Tim Boykett, Pippa Buchannan and a motley crew of enthusiastic DIY sailors embarked on an exploration of water rights and “luminous green” sailing in Control of the Commons. In Resilient Boating, Tim writes of sustainability, graceful decay, and the balance of effort versus utility in the realm of boat building and sailing, while Pippa recounts how a confessed food lover embraces the challenge of improvised gourmet cooking for several people on a tiny boat in The Resilient Aristologist. Each of their boating adventures is narrated in the Murray River Journey, the Danube Journey, and the Belgian Canals – as are the details of how they went about constructing the two vessels they sailed, the Subak1 and Subak 2. Also check out some notes towards a manifesto of a DIY pirate.

Natalia Borissova explored augmented urban gardening through a series of living lab experiments with “non-green” mushrooms, finding in fungi an infinite source of inspiration for recycling and adaptation to changing environmental conditions. Her practical explorations in mushroom growing are documented in The Non Green (R)evolution, while Go Ask a Mushroom: musings on Afterculture advocates fungi and their mycelial roots as a source of continued inspiration for a resilient “life after culture.” At the same time, Dismas Leonard Sekibaha narrates his experiences at Time’s Up as “gardener in residence” – of both the green and non-green variety – in My Summer in an Urban Garden.

Edible Alchemy by Carole Collet and Bartaku discusses resilience and adaptation in relation to the properties of two intriguing plants – flax and Aronia – and how these were used in Temporary photoElectric Digestopians (TpED), a series of co-creation worklabs, and the Edible Alchemy Aperolab. Resilience Thinking DIY is an exercise held at the Central Saint Martin's College and summarised here to encourage the readers to practice resilient thinking in design. A Leaky Loop by Bartaku narrates the kind of intimate and bizarre experience you can expect as a TpED creator and tester, while Silients is a fragmentary meditation on a peculiar variation of “resilients.”
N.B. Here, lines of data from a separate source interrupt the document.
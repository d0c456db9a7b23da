//! Job records loaded from a schedule file

use serde::{Deserialize, Serialize};
use std::fmt;

/// A recurring job: a cron expression plus its average run duration
///
/// Jobs are immutable once loaded. The expression is kept verbatim so that
/// diagnostics can quote it; parsing happens in the validate stage.
#[derive(Debug, Clone, PartialEq, Serialize, Deserialize)]
pub struct Job {
    /// Five-field cron expression as written in the schedule file
    pub expression: String,
    /// Average elapsed time of one run, in seconds
    pub average_duration_secs: f64,
    /// 1-based line number in the schedule file
    pub line: usize,
}

impl Job {
    /// Create a new job record
    pub fn new(expression: impl Into<String>, average_duration_secs: f64, line: usize) -> Self {
        Self {
            expression: expression.into(),
            average_duration_secs,
            line,
        }
    }
}

impl fmt::Display for Job {
    fn fmt(&self, f: &mut fmt::Formatter<'_>) -> fmt::Result {
        write!(
            f,
            "line {}: '{}' ({}s)",
            self.line, self.expression, self.average_duration_secs
        )
    }
}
In The Pollinators, nadine review the meaning and implications of reviving modes of cultural travel where the journey is the destination, as an antidote to both tourism and the utilitarian obsession with getting from A to B in the shortest time and space.

Uroš Veber interviewed Helena Krapež, the owner of an excursion farm on the Gora plateau in western Slovenia, in If you can’t pay for a loaf, go bake your own: a fascinating ethnographic glimpse into the state of farming in this region – and by extension, the changes and upheavals taking place in wider society – and the resourcefulness of one woman in challenging circumstances.

Exploring methods of prototyping possible futures, Anna Maria Orru and David Relan discuss their scenario building toolkit in Composing a Scenario Symphony. This approach draws on a combination of Lance Gunderson and C. S. Holling’s panarchy systems model outlined in From Pan To Panarchy, and the idea of The Temporal Model in Future Scenario Building.